Our forced attempt to live normally only further impresses upon us both the very inability to do just that. The parameters of life are different. We want to say yes to so many things. We still do. And we pay. At some point the cost will impress itself more firmly upon us and we will draw more definite boundaries. We will say no more often, and with less regret. A new form will emerge, a new life. But we are not giving up the old configuration without some stubbornness, some unwillingness to let it go too easily, some faith.
We are, after all, only just past the halfway mark of our marathon. We commemorated that halfway point with a visit to the site of the accident and the hospital where Steve first clung to life. It was sweetly anticlimactic, an awkward attempt to fasten some meaning to a mere location, when in reality, every meaningful event has occurred in our hearts, and not in the dirt where Steve lay. Still, we paused for a moment to hold hands and remember and pray and mark a year’s passing, amidst the clamoring needs of a three year old, and the ever pressing demands of time and space. The discovery of an old water bottle, probably Steve’s from the accident, served as an unlikely talisman, the marker of the place life changed forever.
In reading about marathons, one article noted something about a concentration of will, a focus. Our latest transition, the details, the goodbyes and the echoes of the empty house in which our lives still rang out somewhat morbidly these last two weeks have briefly distracted us. Without the intention to finish foremost in our minds, we find ourselves simply running.
Strangely, the words that have beckoned my spirit these last weeks have been Paul’s: “To live is Christ, to die is gain.” Perhaps it is his simple certainty that my soul longs to remember. Paul’s focus is clear and unwavering, even as he writes from prison. His center is Christ, whether in life or in death. Certainly, no physical discomforts or emotional dislocations could distract him from his first love, God revealed in Christ. I find myself longing for solitude amidst the clamor of these days. I long to gaze long into the face of Grace and lay anchor there. I know these other details to be charlatans, laying claim on my time and purpose. Surely, the blessing of this discipline, this last year’s race, has been to focus our attention on the finish. To complete is not just to run but to run with purpose and toward a goal. And while the goal of physical healing remains deeply important, we both know there must be more that keeps us running.

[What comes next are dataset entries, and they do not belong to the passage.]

//! Process-wide wiring
//!
//! Builds the shared components once from configuration: the message store,
//! the job broker, the template engine (with its distributed lock) and the
//! failover manager. Everything is handed out as `Arc`s so the ingress
//! facade, the worker pool and the webhook processor all see the same
//! circuit breaker and the same stores.

use anyhow::Context;
use std::sync::Arc;
use tracing::info;

use crate::config::MailroomConfig;
use crate::email::{provider_from_settings, FailoverManager};
use crate::ingress::MailService;
use crate::jobs::{Backoff, DeliveryPipeline, InMemoryBroker, JobBroker, WorkerPool};
use crate::lifecycle::{InMemoryMessageStore, MessageStore};
use crate::lock::{DistributedLock, InMemoryLockBackend, LockBackend};
use crate::template::TemplateEngine;
use crate::webhook::EventProcessor;

#[cfg(feature = "redis")]
use crate::jobs::RedisBroker;

/// Shared mailroom components
#[derive(Clone)]
pub struct Mailroom {
    config: Arc<MailroomConfig>,
    store: Arc<dyn MessageStore>,
    broker: Arc<dyn JobBroker>,
    templates: Arc<TemplateEngine>,
    mailer: Arc<FailoverManager>,
    #[cfg(feature = "redis")]
    redis_broker: Option<Arc<RedisBroker>>,
}

impl std::fmt::Debug for Mailroom {
    fn fmt(&self, f: &mut std::fmt::Formatter<'_>) -> std::fmt::Result {
        f.debug_struct("Mailroom")
            .field("templates", &self.templates)
            .field("mailer", &self.mailer)
            .finish_non_exhaustive()
    }
}

impl Mailroom {
    /// Connect to Redis and Postgres and build every component
    ///
    /// Runs the bootstrap migration when `database.migrate_on_start` is set.
    ///
    /// # Errors
    ///
    /// Returns an error if a connection cannot be established, the migration
    /// fails, or a provider is misconfigured
    #[cfg(all(feature = "redis", feature = "postgres"))]
    pub async fn connect(config: MailroomConfig) -> anyhow::Result<Self> {
        use crate::lifecycle::PgMessageStore;
        use crate::lock::RedisLockBackend;
        use sqlx::postgres::PgPoolOptions;

        let redis = deadpool_redis::Config::from_url(config.redis.url.clone())
            .create_pool(Some(deadpool_redis::Runtime::Tokio1))
            .context("Failed to create Redis pool")?;

        let pg = PgPoolOptions::new()
            .max_connections(config.database.max_connections)
            .connect(&config.database.url)
            .await
            .context("Failed to connect to Postgres")?;
        let store = PgMessageStore::new(pg);
        if config.database.migrate_on_start {
            store.migrate().await.context("Failed to migrate message store")?;
        }

        let broker = Arc::new(RedisBroker::new(
            redis.clone(),
            &config.redis.queue_prefix,
            Backoff::from_settings(&config.worker),
            config.worker.max_attempts,
        ));

        let mut mailroom = Self::assemble(
            config,
            Arc::new(store),
            broker.clone(),
            Arc::new(RedisLockBackend::new(redis)),
        )
        .await?;
        mailroom.redis_broker = Some(broker);

        info!("Connected to Redis and Postgres");
        Ok(mailroom)
    }

    /// Build every component in process memory
    ///
    /// Locks, queue and message rows live only as long as this process.
    ///
    /// # Errors
    ///
    /// Returns an error if a provider is misconfigured
    pub async fn in_memory(config: MailroomConfig) -> anyhow::Result<Self> {
        let broker = Arc::new(InMemoryBroker::new(
            Backoff::from_settings(&config.worker),
            config.worker.max_attempts,
        ));
        Self::assemble(
            config,
            Arc::new(InMemoryMessageStore::new()),
            broker,
            Arc::new(InMemoryLockBackend::new()),
        )
        .await
    }

    async fn assemble(
        config: MailroomConfig,
        store: Arc<dyn MessageStore>,
        broker: Arc<dyn JobBroker>,
        lock_backend: Arc<dyn LockBackend>,
    ) -> anyhow::Result<Self> {
        let lock = DistributedLock::with_settings(lock_backend, &config.lock);
        let templates = Arc::new(TemplateEngine::from_settings(&config.templates, lock));

        let primary = provider_from_settings(&config.providers.primary)
            .await
            .context("Failed to configure primary provider")?;
        let secondary = match &config.providers.secondary {
            Some(settings) => Some(
                provider_from_settings(settings)
                    .await
                    .context("Failed to configure secondary provider")?,
            ),
            None => None,
        };
        let mailer = Arc::new(FailoverManager::with_settings(
            primary,
            secondary,
            &config.circuit_breaker,
        ));

        info!(mailer = ?mailer, "Mailroom assembled");
        Ok(Self {
            config: Arc::new(config),
            store,
            broker,
            templates,
            mailer,
            #[cfg(feature = "redis")]
            redis_broker: None,
        })
    }

    /// Configuration in effect
    #[must_use]
    pub fn config(&self) -> &MailroomConfig {
        &self.config
    }

    /// Message store
    #[must_use]
    pub fn store(&self) -> Arc<dyn MessageStore> {
        self.store.clone()
    }

    /// Job broker
    #[must_use]
    pub fn broker(&self) -> Arc<dyn JobBroker> {
        self.broker.clone()
    }

    /// Redis broker, when connected to Redis
    #[cfg(feature = "redis")]
    #[must_use]
    pub fn redis_broker(&self) -> Option<Arc<RedisBroker>> {
        self.redis_broker.clone()
    }

    /// Template engine
    #[must_use]
    pub fn templates(&self) -> Arc<TemplateEngine> {
        self.templates.clone()
    }

    /// Failover manager
    #[must_use]
    pub fn mailer(&self) -> Arc<FailoverManager> {
        self.mailer.clone()
    }

    /// Ingress facade
    #[must_use]
    pub fn mail_service(&self) -> MailService {
        MailService::new(self.store(), self.broker())
    }

    /// Webhook event processor
    #[must_use]
    pub fn events(&self) -> EventProcessor {
        EventProcessor::new(self.store())
    }

    /// Delivery pipeline
    #[must_use]
    pub fn pipeline(&self) -> Arc<DeliveryPipeline> {
        Arc::new(DeliveryPipeline::new(
            self.store(),
            self.templates(),
            self.mailer(),
            self.config.providers.from_address.clone(),
        ))
    }

    /// Start the configured worker pool
    #[must_use]
    pub fn spawn_workers(&self) -> WorkerPool {
        WorkerPool::spawn(self.broker(), self.pipeline(), &self.config.worker)
    }
}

We are forced to take some pause by the ocean this week amidst family. And as I sought an anchor, I came across this prayer, possibly by St. Aidan, my son’s namesake. It echoes my own heart, beating in the gap between two worlds, and two sides of the ocean:
Leave me alone with God as much as may be.
As the tide draws the waters close in upon the shore,
Make me an island, set apart, alone with you, God, holy to you.
Then with the turning of the tide
prepare me to carry your presence to the busy world beyond,
the world that rushes in on me till the waters come again and fold me back to you.